Oltre, come abbiamo visto, all’evidente stato di fallimento del progetto, i problemi però sono sostanzialmente altri: si tratta di un palliativo per non concentrare troppi immigrati nella stessa nazione, riguarda un numero di immigrati risibile e che si prevede integrabili per forza di cose, dà per scontato che abbia diritto allo status di rifugiato chiunque provenga da determinati Paesi extraeuropei, è un incentivo ad emigrare spacciandosi per provenienti da Paesi in guerra. Bene quindi hanno fatto Ungheria e Slovacchia ad opporsi a questo progetto, dimostrando che non tutti gli Stati europei cedono al ricatto immigratorio. Certo, si tratta di un tentativo di erigere un muro che può andare a scapito anche dell’Italia, se consideriamo soltanto l’aspetto della ricollocazioni di immigrati come unica possibilità di gestione dei flussi. Invece è l’Ue che continua ad adottare politiche suicide per gli Stati membri, perché è ovvio che la soluzione non è redistribuire le quote dei “migranti” ma impedirne l’arrivo sulle nostre coste. Giustamente chi ancora non è completamente rimbecillito protegge i propri confini, chi al contrario tende supinamente ad aderire alle linee guida di Bruxelles si lamenta della scarsa collaborazione da parte degli altri. Se l’Italia si fosse schierata con Ungheria e Slovacchia, anziché subire i diktat dell’Ue senza battere ciglio ed anzi puntare a coinvolgere l’Ue stessa per soluzioni inutili come le ricollocazioni, inevitabilmente le stesse politiche di Bruxelles sarebbero destinate a cambiare radicalmente.

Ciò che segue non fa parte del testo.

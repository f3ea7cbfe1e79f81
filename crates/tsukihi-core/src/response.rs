//! The two-threshold piecewise-linear response curve.
//!
//! A patient's propensity to respond (a probability obtained from a
//! logit) is mapped to a per-outcome response factor: below the lower
//! threshold the factor is the configured lower value, above the upper
//! threshold the upper value, and in between it interpolates linearly.
//! An optional exponent bends the interpolation.

use serde::{Deserialize, Serialize};

/// Piecewise-linear map from a response propensity to a response factor.
///
/// # Examples
///
/// ```
/// use tsukihi_core::response::ResponseCurve;
///
/// let curve = ResponseCurve {
///     lower_threshold: 0.2,
///     upper_threshold: 0.8,
///     lower_value: 0.0,
///     upper_value: 1.0,
///     exponent: None,
/// };
/// assert_eq!(curve.factor(0.1), 0.0);
/// assert_eq!(curve.factor(0.9), 1.0);
/// assert!((curve.factor(0.5) - 0.5).abs() < 1e-12);
/// ```
#[derive(Debug, Clone, Copy, PartialEq, Serialize, Deserialize)]
pub struct ResponseCurve {
    /// Propensities at or below this map to `lower_value`.
    pub lower_threshold: f64,
    /// Propensities above this map to `upper_value`.
    pub upper_threshold: f64,
    /// Factor returned below the lower threshold.
    pub lower_value: f64,
    /// Factor returned above the upper threshold.
    pub upper_value: f64,
    /// Optional exponent applied to the interpolation fraction.
    pub exponent: Option<f64>,
}

impl ResponseCurve {
    /// A curve that returns `value` for every propensity.
    pub fn flat(value: f64) -> Self {
        Self {
            lower_threshold: 0.0,
            upper_threshold: 0.0,
            lower_value: value,
            upper_value: value,
            exponent: None,
        }
    }

    /// The interpolation fraction in `[0, 1]` for a propensity.
    pub fn fraction(&self, propensity: f64) -> f64 {
        if propensity > self.upper_threshold {
            1.0
        } else if propensity > self.lower_threshold {
            let raw =
                (propensity - self.lower_threshold) / (self.upper_threshold - self.lower_threshold);
            match self.exponent {
                Some(e) => raw.powf(e),
                None => raw,
            }
        } else {
            0.0
        }
    }

    /// Map a propensity to its response factor.
    pub fn factor(&self, propensity: f64) -> f64 {
        self.lower_value + self.fraction(propensity) * (self.upper_value - self.lower_value)
    }
}

impl Default for ResponseCurve {
    fn default() -> Self {
        Self::flat(1.0)
    }
}

#[cfg(test)]
mod tests {
    use super::*;

    fn curve() -> ResponseCurve {
        ResponseCurve {
            lower_threshold: 0.25,
            upper_threshold: 0.75,
            lower_value: 0.1,
            upper_value: 0.9,
            exponent: None,
        }
    }

    #[test]
    fn test_below_lower_threshold() {
        assert_eq!(curve().factor(0.0), 0.1);
        assert_eq!(curve().factor(0.25), 0.1);
    }

    #[test]
    fn test_above_upper_threshold() {
        assert_eq!(curve().factor(0.76), 0.9);
        assert_eq!(curve().factor(1.0), 0.9);
    }

    #[test]
    fn test_midpoint_interpolates() {
        let f = curve().factor(0.5);
        assert!((f - 0.5).abs() < 1e-12);
    }

    #[test]
    fn test_exponent_bends_interpolation() {
        let mut c = curve();
        c.exponent = Some(2.0);
        // At the midpoint the fraction becomes 0.25 instead of 0.5.
        assert!((c.fraction(0.5) - 0.25).abs() < 1e-12);
    }

    #[test]
    fn test_flat_curve() {
        let c = ResponseCurve::flat(0.7);
        for p in [0.0, 0.3, 1.0] {
            assert_eq!(c.factor(p), 0.7);
        }
    }

    #[test]
    fn test_inverted_values_supported() {
        // Some outcomes (late failure) decrease with better response.
        let c = ResponseCurve {
            lower_value: 1.0,
            upper_value: 0.2,
            ..curve()
        };
        assert!(c.factor(0.9) < c.factor(0.1));
    }
}
//! The shared updater context: the only mutation path into patient
//! state. Setters that multiple updaters need live here, together with
//! the cost/QOL/mortality-risk accumulation and tracing side effects.

use tsukihi_core::mortality::MortalityRisk;
use tsukihi_core::strata::HvlStrata;

use crate::inputs::SimContext;
use crate::state::Patient;
use crate::stats::{CostStats, RunStats};
use crate::trace::Tracer;
use crate::types::{
    ArtEfficacy, ArtStopType, CareState, CostCategory, DeathCause, EmergencyKind, HetOutcome,
    HivState, LtfuState, RespType, TbCareState,
};

/// Borrowed view over one patient-month update.
pub(crate) struct UpdaterCtx<'a> {
    pub patient: &'a mut Patient,
    pub sim: &'a SimContext,
    pub stats: &'a mut RunStats,
    pub costs: &'a mut CostStats,
    pub tracer: &'a mut Tracer,
}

Prova ne è che nella fattispecie soltanto la Polonia ha difeso la scelta di Budapest e Bratislava, mentre tutti gli altri Stati (e insieme a loro la Commissione Europea) sono intervenuti a favore dell’Ue. “La solidarietà non è a senso unico. Ora bisogna andare avanti con i ricollocamenti e con le procedure d’infrazione (avviate, ndr)” anche in seguito alle pressioni dell’Europarlamento, “contro chi non rispetta la decisione della Commissione”. Ha commentato così la sentenza della Corte Ue il presidente del Parlamento Europeo Antonio Tajani. Nulla, si continua a straparlare di solidarietà quando evidentemente l’unica solidarietà possibile non viene presa in considerazione: bloccare i flussi migratori e investire nei Paesi da dove partono coloro che poi pretendiamo di ricollocare a destra e a manca, perché sappiamo bene di non poter ospitare, affibbiandogli poi il patentino di rifugiati.